Two Letters Re: Advice on Buying Registered Firearms Suppressors in the U.S.

Your reader OSOM wrote in with a question relating to whether or not owning a suppressor would be a good idea.
My comments are as follows:
– Legally, the National Firearms Act (NFA) [of 1934] regulates “silencers”. A rose by any other name is still a rose — owners of such articles commonly call them “suppressors” to avoid the Hollywood association with assassins and hit men. I use the term interchangeably, and either term is perfectly appropriate.
– There’s no such thing as a “Class III license”, and none is required for ownership of Title II firearms (machineguns, suppressors, short barreled rifles/shotguns, etc.). There is a Class III Special Occupational Tax that a normal 01 FFL holder (that is, a gun dealer) can pay in order to sell such items, but that’s just for the dealer.
– Individual owners have an ATF Form 4, which describes the Title II item, and has the tax stamp. This is not a license, but simply proof that one has paid the necessary tax.
– Individual owners lose no privacy rights. No rights are waived. The ATF is not going to come crashing through your door at 3 a.m. simply because you own a [registered] suppressor. They can ask you for a copy of your Form 4 if there’s a question relating to it (the NFA registry is notoriously disorganized, and occasionally they might need to clarify something), but that’s it.
– If one forms an Limited Liability Corporation (LLC)–or a trust, which is usually cheaper–and has the LLC/trust own the Title II items, one bypasses the necessity of fingerprints (as you can’t fingerprint a corporation) and the local chief law enforcement officer sign-off. This can prove to be handy if you put other family members in on the trust, as they could possess the regulated items even if you’re not present — otherwise, if an individual owns the items, they must be present whenever they’re being used. Also, without the local Chief Law Enforcement Officer (CLEO) signature, only the ATF and your Class III dealer would know you own the item.
I’m a suppressor owner, and shoot with it regularly. It makes already-fun .22 LR shooting even more fun, and it creates a more comfortable environment for teaching new shooters. It also has useful SHTF applications, as has been noted by OSOM.
The $200 tax is a bit of a burden, but after a few times using [a suppressor], you wonder how you lived without it before. It makes subsonic .22 Long Rifle (LR) sound like a stapler, supersonic .22 LR sound like some sort of laser-gun/ripping cloth, and ones rated for centerfire rifles significantly reduce the muzzle blast, allowing one to shoot supersonic ammunition without hearing protection.

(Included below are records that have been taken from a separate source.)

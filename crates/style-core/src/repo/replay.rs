//! Replay lineal: eventos de un run → `RunSnapshot`.
use chrono::{DateTime, Utc};
use uuid::Uuid;

use crate::engine::StageGraph;
use crate::event::{FlowEvent, FlowEventKind};
use crate::stage::StageStatus;

/// Estado de un stage en el snapshot.
#[derive(Debug, Clone, PartialEq)]
pub struct StageSlot {
    pub stage_id: String,
    pub status: StageStatus,
    pub fingerprint: Option<String>,
    pub output_hash: Option<String>, // sólo el hash; el payload vive en el contexto
    pub started_at: Option<DateTime<Utc>>,
    pub finished_at: Option<DateTime<Utc>>,
    /// Llamadas al productor (sólo stages iterativos).
    pub producer_calls: u32,
    pub needs_review: bool,
    pub error: Option<String>,
}

#[derive(Debug, Clone, PartialEq)]
pub struct RunSnapshot {
    pub run_id: Uuid,
    pub stages: Vec<StageSlot>,
    pub completed: bool,
    pub cancelled: bool,
    pub flow_fingerprint: Option<String>,
}

fn slot_index(stages: &[StageSlot], id: &str) -> Option<usize> {
    stages.iter().position(|s| s.stage_id == id)
}

impl RunSnapshot {
    pub fn replay(run_id: Uuid, events: &[FlowEvent], graph: &StageGraph) -> Self {
        let mut stages: Vec<StageSlot> = graph.stage_ids()
                                              .into_iter()
                                              .map(|id| StageSlot { stage_id: id.to_string(),
                                                                    status: StageStatus::Pending,
                                                                    fingerprint: None,
                                                                    output_hash: None,
                                                                    started_at: None,
                                                                    finished_at: None,
                                                                    producer_calls: 0,
                                                                    needs_review: false,
                                                                    error: None })
                                              .collect();
        let mut snap = RunSnapshot { run_id,
                                     stages: Vec::new(),
                                     completed: false,
                                     cancelled: false,
                                     flow_fingerprint: None };

        for ev in events.iter().filter(|e| e.run_id == run_id) {
            match &ev.kind {
                FlowEventKind::FlowInitialized { .. } => {}
                FlowEventKind::StageStarted { stage_index, .. } => {
                    if let Some(slot) = stages.get_mut(*stage_index) {
                        slot.status = StageStatus::Running;
                        slot.started_at = Some(ev.ts);
                    }
                }
                FlowEventKind::StageFinished { stage_index,
                                               output_hash,
                                               fingerprint,
                                               .. } => {
                    if let Some(slot) = stages.get_mut(*stage_index) {
                        slot.status = StageStatus::FinishedOk;
                        slot.output_hash = Some(output_hash.clone());
                        slot.fingerprint = Some(fingerprint.clone());
                        slot.finished_at = Some(ev.ts);
                    }
                }
                FlowEventKind::StageFailed { stage_index, error, .. } => {
                    if let Some(slot) = stages.get_mut(*stage_index) {
                        slot.status = StageStatus::Failed;
                        slot.error = Some(error.to_string());
                        slot.finished_at = Some(ev.ts);
                    }
                }
                FlowEventKind::IterationTerminated { stage_id,
                                                     outcome,
                                                     producer_calls } => {
                    if let Some(i) = slot_index(&stages, stage_id) {
                        stages[i].producer_calls = *producer_calls;
                        stages[i].needs_review |= outcome != "approved";
                    }
                }
                FlowEventKind::ApprovalDecided { stage_id, approved, .. } => {
                    if let Some(i) = slot_index(&stages, stage_id) {
                        stages[i].needs_review |= !approved;
                    }
                }
                FlowEventKind::FlowCancelled { stage_id } => {
                    snap.cancelled = true;
                    if let Some(i) = slot_index(&stages, stage_id) {
                        stages[i].status = StageStatus::Cancelled;
                        stages[i].finished_at = Some(ev.ts);
                    }
                }
                FlowEventKind::FlowCompleted { flow_fingerprint, .. } => {
                    snap.completed = true;
                    snap.flow_fingerprint = Some(flow_fingerprint.clone());
                }
                FlowEventKind::DraftProduced { .. } | FlowEventKind::CritiqueReceived { .. } => {}
            }
        }
        snap.stages = stages;
        snap
    }

    /// Índice del primer stage que no terminó bien.
    pub fn cursor(&self) -> usize {
        self.stages
            .iter()
            .position(|s| s.status != StageStatus::FinishedOk)
            .unwrap_or(self.stages.len())
    }

    pub fn needs_review(&self) -> bool {
        self.stages.iter().any(|s| s.needs_review)
    }

    pub fn failed_stage(&self) -> Option<&StageSlot> {
        self.stages.iter().find(|s| s.status == StageStatus::Failed)
    }
}
//! CLI `styleflow`: genera una guía de estilo para una categoría y tipo de
//! producto.
use std::process::ExitCode;
use std::sync::Arc;
use std::time::Duration;

use anyhow::{bail, Context, Result};
use clap::{Args, Parser, Subcommand};
use style_adapters::{CommandWorker, StubWorker};
use style_core::{ArtifactStore, CancellationToken, InMemoryArtifactStore, InMemoryKnowledgeSource, KnowledgeResolver,
                 KnowledgeSource, Worker};
use style_persistence::{build_pool_from_env, PgArtifactStore, PgKnowledgeSource, PoolProvider};
use styleflow_rust::{AppConfig, GeneratedGuide, GenerationRequest, RunMode, ServiceError, StyleGuideService};
use tracing::error;
use tracing_subscriber::EnvFilter;

#[derive(Parser)]
#[command(name = "styleflow", version, about = "Generación de guías de estilo por categoría y tipo de producto")]
struct Cli {
    #[command(subcommand)]
    command: Commands,
}

#[derive(Subcommand)]
enum Commands {
    /// Ejecuta el workflow y publica el resultado.
    Generate(GenerateArgs),
}

#[derive(Args)]
struct GenerateArgs {
    #[arg(long)]
    category: String,
    #[arg(long)]
    product_type: String,
    /// Campo a generar (repetible); sin valores se usan title, shortDesc y longDesc.
    #[arg(long = "field")]
    fields: Vec<String>,
    #[arg(long, value_enum)]
    mode: Option<RunMode>,
    #[arg(long)]
    max_iterations: Option<u32>,
    /// Comando del worker externo; sin él se usan los workers stub.
    #[arg(long)]
    worker_cmd: Option<String>,
    /// Conocimiento y artifacts en Postgres (`DATABASE_URL`).
    #[arg(long)]
    db: bool,
    /// Imprime la línea de tiempo reconstruida de cada run.
    #[arg(long)]
    trace: bool,
}

fn main() -> ExitCode {
    init_tracing();
    let cli = Cli::parse();
    match cli.command {
        Commands::Generate(args) => match generate(args) {
            Ok(code) => code,
            Err(e) => {
                error!("{e:#}");
                ExitCode::FAILURE
            }
        },
    }
}

fn init_tracing() {
    let filter = EnvFilter::try_from_default_env().unwrap_or_else(|_| EnvFilter::new("styleflow=info,style_core=info"));
    // también captura los registros de `log` de los crates de librería
    let _ = tracing_subscriber::fmt().with_env_filter(filter).try_init();
}

fn generate(args: GenerateArgs) -> Result<ExitCode> {
    let mut config = AppConfig::from_env().context("invalid STYLEFLOW_* configuration")?;
    if let Some(mode) = args.mode {
        config.run_mode = mode;
    }
    if let Some(n) = args.max_iterations {
        if n == 0 {
            bail!("--max-iterations must be >= 1");
        }
        config.max_iterations = n;
    }
    if args.worker_cmd.is_some() {
        config.worker_cmd = args.worker_cmd.clone();
    }

    let worker = build_worker(config.worker_cmd.as_deref(), config.worker_timeout)?;
    let (knowledge, artifacts) = build_stores(args.db)?;
    let mode = config.run_mode;
    let service = StyleGuideService::new(config, knowledge, worker, artifacts)?;

    let mut request = GenerationRequest::new(args.category, args.product_type);
    request.fields_needed = args.fields;
    match service.generate(&request, &CancellationToken::new()) {
        Ok(guides) => {
            print_guides(&service, mode, &guides, args.trace);
            Ok(ExitCode::SUCCESS)
        }
        Err(ServiceError::FieldsFailed { published, failures }) => {
            print_guides(&service, mode, &published, args.trace);
            for failure in &failures {
                eprintln!("{}: {}", failure.field, failure.error);
                if let ServiceError::Run(run) = &failure.error {
                    if args.trace {
                        print_timeline(&service, mode, run.run_id);
                    }
                }
            }
            Ok(ExitCode::from(2))
        }
        Err(ServiceError::Run(failure)) => {
            eprintln!("{failure}");
            if args.trace {
                print_timeline(&service, mode, failure.run_id);
            }
            Ok(ExitCode::from(2))
        }
        Err(e) => Err(e.into()),
    }
}

fn build_worker(cmd: Option<&str>, timeout: Duration) -> Result<Arc<dyn Worker>> {
    let Some(cmd) = cmd else {
        return Ok(Arc::new(StubWorker::new().critique_rounds(1)));
    };
    let mut parts = cmd.split_whitespace();
    let Some(program) = parts.next() else {
        bail!("empty worker command");
    };
    let worker = parts.fold(CommandWorker::new(program).timeout(timeout), |w, a| w.arg(a));
    Ok(Arc::new(worker))
}

fn build_stores(db: bool) -> Result<(KnowledgeResolver, Arc<dyn ArtifactStore>)> {
    if db {
        let pool = build_pool_from_env().context("cannot connect to DATABASE_URL")?;
        let provider = PoolProvider { pool };
        let source: Arc<dyn KnowledgeSource> = Arc::new(PgKnowledgeSource::new(provider.clone()));
        return Ok((KnowledgeResolver::new(source), Arc::new(PgArtifactStore::new(provider))));
    }
    Ok((KnowledgeResolver::new(Arc::new(sample_knowledge())), Arc::new(InMemoryArtifactStore::new())))
}

/// Filas de ejemplo para el modo sin base de datos.
fn sample_knowledge() -> InMemoryKnowledgeSource {
    let source = InMemoryKnowledgeSource::new();
    source.insert_baseline("Fashion", Some("ALL"), "Use sentence case in titles.\nLead with material and fit.");
    source.insert_baseline("Fashion", None, "Keep a friendly, concise tone.");
    source.insert_baseline("Electronics", None, "State specifications with units.");
    source.insert_legal("ALL", "Do not make unverifiable claims.");
    source.insert_legal("Electronics", "Mention required safety certifications.");
    source
}

fn print_guides(service: &StyleGuideService, mode: RunMode, guides: &[GeneratedGuide], trace: bool) {
    for guide in guides {
        if let Some(field) = &guide.field_name {
            println!("## {field}");
        }
        println!("{}\n", guide.body);
        if trace {
            print_timeline(service, mode, guide.run_id);
        }
    }
}

fn print_timeline(service: &StyleGuideService, mode: RunMode, run_id: uuid::Uuid) {
    let snapshot = service.snapshot(mode, run_id);
    println!("run {run_id} (completed={}, cancelled={})", snapshot.completed, snapshot.cancelled);
    for (idx, slot) in snapshot.stages.iter().enumerate() {
        println!("  {idx:>2} {:<26} {:?} calls={} review={}{}",
                 slot.stage_id,
                 slot.status,
                 slot.producer_calls,
                 slot.needs_review,
                 slot.error.as_deref().map(|e| format!(" error={e}")).unwrap_or_default());
    }
}
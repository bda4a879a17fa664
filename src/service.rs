//! Punto de entrada del workflow: recibe `{category, product_type,
//! fields_needed}`, ejecuta el grafo (documento completo o un run por campo),
//! publica cada cuerpo en el `ArtifactStore` y devuelve los resultados.
use std::sync::Arc;

use rayon::prelude::*;
use serde_json::Value;
use style_adapters::{field_guide_graph, knowledge_injectors, style_guide_graph};
use style_core::{ArtifactId, ArtifactStore, CancellationToken, ErrorKind, KnowledgeResolver, PendingArtifact,
                 PersistenceFailure, RunOutcome, RunSnapshot, StageExecutor, StageGraph, TimeoutWorker, Worker,
                 WorkflowContext};
use tracing::{info, warn};
use uuid::Uuid;

use crate::config::{AppConfig, RunMode};
use crate::errors::{FieldFailure, ServiceError};

/// Campos generados cuando la petición no indica ninguno.
pub const DEFAULT_FIELDS: &[&str] = &["title", "shortDesc", "longDesc"];

/// Prefijo de un borrador que no superó la validación.
pub const PARTIAL_PREFIX: &str = "(Partial Draft) ";

#[derive(Debug, Clone, PartialEq, Eq)]
pub struct GenerationRequest {
    pub category: String,
    pub product_type: String,
    pub fields_needed: Vec<String>,
}

impl GenerationRequest {
    pub fn new(category: impl Into<String>, product_type: impl Into<String>) -> Self {
        Self { category: category.into(),
               product_type: product_type.into(),
               fields_needed: Vec::new() }
    }

    pub fn field(mut self, name: impl Into<String>) -> Self {
        self.fields_needed.push(name.into());
        self
    }

    /// Campos pedidos, o los de por defecto si la lista está vacía.
    pub fn effective_fields(&self) -> Vec<String> {
        if self.fields_needed.is_empty() {
            DEFAULT_FIELDS.iter().map(|f| f.to_string()).collect()
        } else {
            self.fields_needed.clone()
        }
    }

    fn validate(&self) -> Result<(), ServiceError> {
        if self.category.trim().is_empty() {
            return Err(ServiceError::InvalidRequest("category must not be blank".into()));
        }
        if self.product_type.trim().is_empty() {
            return Err(ServiceError::InvalidRequest("product_type must not be blank".into()));
        }
        Ok(())
    }
}

/// Un cuerpo generado (documento completo o un campo).
#[derive(Debug, Clone)]
pub struct GeneratedGuide {
    pub run_id: Uuid,
    /// `None` en modo documento.
    pub field_name: Option<String>,
    pub body: String,
    pub needs_review: bool,
    /// Resultado de la publicación; un fallo no invalida `body`.
    pub artifact: Result<ArtifactId, PersistenceFailure>,
}

pub struct StyleGuideService {
    config: AppConfig,
    knowledge: KnowledgeResolver,
    artifacts: Arc<dyn ArtifactStore>,
    executor: StageExecutor,
    document_graph: StageGraph,
    field_graph: StageGraph,
}

impl StyleGuideService {
    /// Construye ambos grafos; el worker queda envuelto con el timeout
    /// configurado.
    pub fn new(config: AppConfig,
               knowledge: KnowledgeResolver,
               worker: Arc<dyn Worker>,
               artifacts: Arc<dyn ArtifactStore>)
               -> Result<Self, ServiceError> {
        let worker: Arc<dyn Worker> = Arc::new(TimeoutWorker::new(worker, config.worker_timeout));
        let document_graph = style_guide_graph(Arc::clone(&worker))?;
        let field_graph = field_guide_graph(worker, config.max_iterations)?;
        Ok(Self { config,
                  knowledge,
                  artifacts,
                  executor: StageExecutor::new(),
                  document_graph,
                  field_graph })
    }

    /// Reemplaza el executor (p. ej. para agregar un gate de aprobación).
    pub fn with_executor(mut self, executor: StageExecutor) -> Self {
        self.executor = executor;
        self
    }

    pub fn config(&self) -> &AppConfig {
        &self.config
    }

    pub fn graph(&self, mode: RunMode) -> &StageGraph {
        match mode {
            RunMode::Document => &self.document_graph,
            RunMode::PerField => &self.field_graph,
        }
    }

    /// Línea de tiempo reconstruida desde los eventos del run.
    pub fn snapshot(&self, mode: RunMode, run_id: Uuid) -> RunSnapshot {
        RunSnapshot::replay(run_id, &self.executor.events_for(run_id), self.graph(mode))
    }

    pub fn generate(&self, request: &GenerationRequest, cancel: &CancellationToken) -> Result<Vec<GeneratedGuide>, ServiceError> {
        request.validate()?;
        let fields = request.effective_fields();
        info!(category = %request.category,
              product_type = %request.product_type,
              mode = %self.config.run_mode,
              fields = fields.len(),
              "generating style guide");
        match self.config.run_mode {
            RunMode::Document => {
                let fields_value = Value::from(fields);
                let outcome = self.run_with_retry(&self.document_graph, cancel, || {
                                      Ok(self.seed(request)?.with_var("fields_needed", fields_value.clone())?)
                                  })?;
                Ok(vec![self.publish(request, None, outcome)])
            }
            RunMode::PerField => {
                let results: Vec<(String, Result<GeneratedGuide, ServiceError>)> =
                    fields.par_iter()
                          .map(|field| (field.clone(), self.generate_field(request, field, cancel)))
                          .collect();
                let mut published = Vec::with_capacity(results.len());
                let mut failures = Vec::new();
                for (field, res) in results {
                    match res {
                        Ok(guide) => published.push(guide),
                        Err(error) => {
                            warn!(field = %field, "field not generated: {}", error);
                            failures.push(FieldFailure { field, error });
                        }
                    }
                }
                if failures.is_empty() {
                    Ok(published)
                } else {
                    Err(ServiceError::FieldsFailed { published, failures })
                }
            }
        }
    }

    fn generate_field(&self, request: &GenerationRequest, field: &String, cancel: &CancellationToken) -> Result<GeneratedGuide, ServiceError> {
        let outcome = self.run_with_retry(&self.field_graph, cancel, || {
                              Ok(self.seed(request)?.with_var("field_name", field.as_str())?)
                          })?;
        Ok(self.publish(request, Some(field), outcome))
    }

    fn seed(&self, request: &GenerationRequest) -> Result<WorkflowContext, ServiceError> {
        Ok(WorkflowContext::new().with_var("category", request.category.trim())?
                                 .with_var("product_type", request.product_type.trim())?)
    }

    /// Re-ejecuta el grafo completo (contexto nuevo) sólo ante
    /// `InvocationFailure`, hasta `invocation_retries` veces.
    fn run_with_retry<F>(&self, graph: &StageGraph, cancel: &CancellationToken, build: F) -> Result<RunOutcome, ServiceError>
        where F: Fn() -> Result<WorkflowContext, ServiceError>
    {
        let mut attempt = 0;
        loop {
            let ctx = knowledge_injectors(&self.knowledge).apply(build()?)?;
            match self.executor.run(graph, ctx, cancel) {
                Ok(outcome) => return Ok(outcome),
                Err(failure) if failure.kind() == ErrorKind::InvocationFailure
                                && attempt < self.config.invocation_retries
                                && !cancel.is_cancelled() =>
                {
                    attempt += 1;
                    warn!(run_id = %failure.run_id, attempt, "retrying after invocation failure: {}", failure);
                }
                Err(failure) => return Err(failure.into()),
            }
        }
    }

    fn publish(&self, request: &GenerationRequest, field: Option<&String>, outcome: RunOutcome) -> GeneratedGuide {
        let needs_review = outcome.needs_review();
        let body = render_body(&outcome);
        let mut pending = PendingArtifact::new(request.category.trim(), request.product_type.trim(), body.clone())
            .needs_review(needs_review);
        if let Some(f) = field {
            pending = pending.for_field(f.clone());
        }
        let artifact = self.artifacts.store(pending);
        match &artifact {
            Ok(id) => info!(run_id = %outcome.run_id, artifact = %id, needs_review, "style guide published"),
            Err(e) => warn!(run_id = %outcome.run_id, "style guide not published: {}", e),
        }
        GeneratedGuide { run_id: outcome.run_id,
                         field_name: field.cloned(),
                         body,
                         needs_review,
                         artifact }
    }
}

/// Texto final; los borradores parciales llevan `PARTIAL_PREFIX`.
pub fn render_body(outcome: &RunOutcome) -> String {
    let text = outcome.result_text();
    if outcome.needs_review() {
        format!("{PARTIAL_PREFIX}{text}")
    } else {
        text
    }
}

#[cfg(test)]
mod tests {
    use super::*;

    #[test]
    fn empty_field_list_uses_defaults() {
        let req = GenerationRequest::new("Fashion", "Dresses");
        assert_eq!(req.effective_fields(), vec!["title", "shortDesc", "longDesc"]);
        let req = req.field("title");
        assert_eq!(req.effective_fields(), vec!["title"]);
    }

    #[test]
    fn blank_category_or_product_type_is_rejected() {
        assert!(matches!(GenerationRequest::new(" ", "Dresses").validate(), Err(ServiceError::InvalidRequest(_))));
        assert!(matches!(GenerationRequest::new("Fashion", "").validate(), Err(ServiceError::InvalidRequest(_))));
    }
}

While it does reduce the noise, supersonic .223 out of 16″ barreled ARs and supersonic 9mm out of a standard Uzi SMG do get to be somewhat somewhat annoying after a short while, but are much less uncomfortable than unsuppressed fire.
I highly recommend the Gem-Tech Outback II .22 LR silencer for a first time buyer — it’s low cost (about $550, including tax, shipping, and dealer fees, though your mileage may vary), light weight, and effective noise reduction make it ideal for putting on the end of a Ruger 10/22 rifle or any .22 pistol with a threaded barrel. Subsonic .22 LR ammunition are plentiful, inexpensive, and fun.
While hardly scientific, you can compare the relative difference between suppressed and unsuppressed supersonic and subsonic ammunition by viewing this video. (That’s yours truly with my lovely girlfriend.) is an ideal web site to visit as well, and they have all sorts of useful tests and reports on a wide variety of silencers, an active forum, and all sorts of other silencer-related goodies. Cheers! – Pete

Regarding your prudent insistence on keeping a low profile, I found this information and I wondered what you thought: Only “individuals” are required by law to have the law enforcement certification section filled out. Corporations and other legal entities may purchase NFA items without submitting photographs, fingerprints and without the CLEO signoff. This exemption is frequently used by those who are unable to obtain a CLEO signoff in their area [because of political incorrectness]. Many people are already an officer of a corporation by virtue of being self-employed and therefore purchase the NFA item through their corporation as a business investment. Others will form a corporation for the express purpose of purchasing NFA items. Forming a corporation is easier than you may think. While you can do it yourself and for a very modest sum of money and you can have a professional do it for you. Thanks, – Daniel

JWR Replies: The incorporation approach would definitely provide a lower profile, at least locally. I just wonder about the longer term implications for everyone that is on “the list.”

OBTW, in addition to incorporation, you can set up a revocable trust. This is fairly inexpensive, and a great way to designate the eventual transfer of guns to your heir(s)–that will become the successor trustee(s).